Business supports its vibrant community onlineOntario · May 28, 2020
Solange Ashoori, owner of Ziba Style Bar in Toronto
"None of us wrote our business plan with a pandemic in mind, I don't think any small business was prepared for this. My only advice is to stay positive and optimistic, use your resources and plan for the future of your business."– Solange Ashoori, owner of Ziba Style Bar.
Any business can sell a product or offer a service, but only a special few can evoke a sense of feeling and belonging in their customers. “I wanted to create a space where anyone can walk in and feel comfortable knowing that someone is able to do their hair” says Solange Ashoori, the owner of Ziba Style Bar in Toronto. It may seem like a logical proposition for any salon to offer, but Ashoori is keenly aware that many consumers have unmet needs. “Being a curly girl, I've always had anxiety walking into salons because they just don't know how to work with curls.” Deeming this marginalization unacceptable, Ashoori incorporated services ranging from curly cuts to balayage into her salon, all carried out by a talented team of blonde specialists and master braiders. It’s truly inclusive and beyond fitting for a salon that’s cultivated an engaged community within a stone’s throw of such diverse neighbourhoods as Little Portugal, Chinatown, and Little Italy.
“I started this business because I've always had a passion for the beauty industry, it makes people feel good and that's gratifying to me.” While the pandemic may have temporarily closed the doors of Ziba Style Bar last March, it has not dampened Ashoori’s passion. Instead, she has further digitized it. Her salon’s social media is awash in diverse depictions of beauty and seeks to uplift her community. It hasn’t just made followers feel good during a scary time, it’s been a source of strength for Ashoori too. “Hope right now is coming from our incredible clients and community, we get so many supportive messages. It's really encouraging!”

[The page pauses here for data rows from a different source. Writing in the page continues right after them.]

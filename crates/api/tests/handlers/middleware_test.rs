use axum::http::StatusCode;
use axum::response::IntoResponse;
use coachcal_api::middleware::error_handling::AppError;
use coachcal_core::errors::{BookingError, Conflict};
use coachcal_core::mock::repositories::MockSlotRepo;
use pretty_assertions::assert_eq;
use rstest::rstest;
use serde_json::{json, Value};

use crate::test_utils::server_with_repo;

async fn body_json(error: BookingError) -> (StatusCode, Value) {
    let response = AppError(error).into_response();
    let status = response.status();
    let bytes = axum::body::to_bytes(response.into_body(), usize::MAX)
        .await
        .expect("body should be readable");
    (status, serde_json::from_slice(&bytes).expect("body should be JSON"))
}

#[rstest]
#[case(BookingError::Validation("Invalid slot_time format".to_string()), StatusCode::BAD_REQUEST)]
#[case(BookingError::NotFound("Booking not found".to_string()), StatusCode::NOT_FOUND)]
#[case(BookingError::Conflict(Conflict::AlreadyBooked), StatusCode::CONFLICT)]
#[case(BookingError::Conflict(Conflict::SlotBlocked), StatusCode::CONFLICT)]
#[case(BookingError::Database(eyre::eyre!("pool timed out")), StatusCode::INTERNAL_SERVER_ERROR)]
#[case(BookingError::Dependency("meeting API down".to_string()), StatusCode::INTERNAL_SERVER_ERROR)]
fn test_error_status_mapping(#[case] error: BookingError, #[case] expected: StatusCode) {
    assert_eq!(AppError(error).status(), expected);
}

#[tokio::test]
async fn test_client_errors_carry_message_and_code() {
    let (status, body) =
        body_json(BookingError::NotFound("Slot not found in blocked list".to_string())).await;

    assert_eq!(status, StatusCode::NOT_FOUND);
    assert_eq!(
        body,
        json!({
            "error": "Resource not found: Slot not found in blocked list",
            "code": "not_found",
        })
    );
}

#[tokio::test]
async fn test_server_errors_hide_details() {
    let (status, body) = body_json(BookingError::Database(eyre::eyre!(
        "password authentication failed for user coachcal"
    )))
    .await;

    assert_eq!(status, StatusCode::INTERNAL_SERVER_ERROR);
    assert_eq!(
        body,
        json!({"error": "Internal server error", "code": "storage_unavailable"})
    );
}

#[tokio::test]
async fn test_storage_failure_surfaces_as_500() {
    let mut repo = MockSlotRepo::new();
    repo.expect_list_bookings()
        .returning(|| Err(BookingError::Database(eyre::eyre!("connection refused"))));
    repo.expect_clear_blocked_slots()
        .returning(|| Err(BookingError::Database(eyre::eyre!("connection refused"))));
    let server = server_with_repo(repo);

    server
        .get("/api/slots")
        .await
        .assert_status(StatusCode::INTERNAL_SERVER_ERROR);
    server
        .get("/api/admin/slots")
        .await
        .assert_status(StatusCode::INTERNAL_SERVER_ERROR);
    server
        .post("/api/admin/clear-all-blocked")
        .await
        .assert_status(StatusCode::INTERNAL_SERVER_ERROR);
}

#[tokio::test]
async fn test_health_and_version() {
    let server = server_with_repo(MockSlotRepo::new());

    let health = server.get("/health").await;
    health.assert_status_ok();
    assert_eq!(health.json::<Value>(), json!({"status": "ok"}));

    let version = server.get("/version").await;
    version.assert_status_ok();
    assert_eq!(version.json::<Value>()["version"], env!("CARGO_PKG_VERSION"));
}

The beauty industry is now in the middle of a major shift as social distancing will alter how salons operate. Ashoori is monitoring the ever-evolving guidelines and has proactively committed to using disposable capes and masks as well as reducing the number of appointments in the salon to keep customers safe. “Outside of implementing safety measures there are going to be many changes, but we are prepared and determined to get back to making people feel good. That's what we do best and that is something that will never go away!”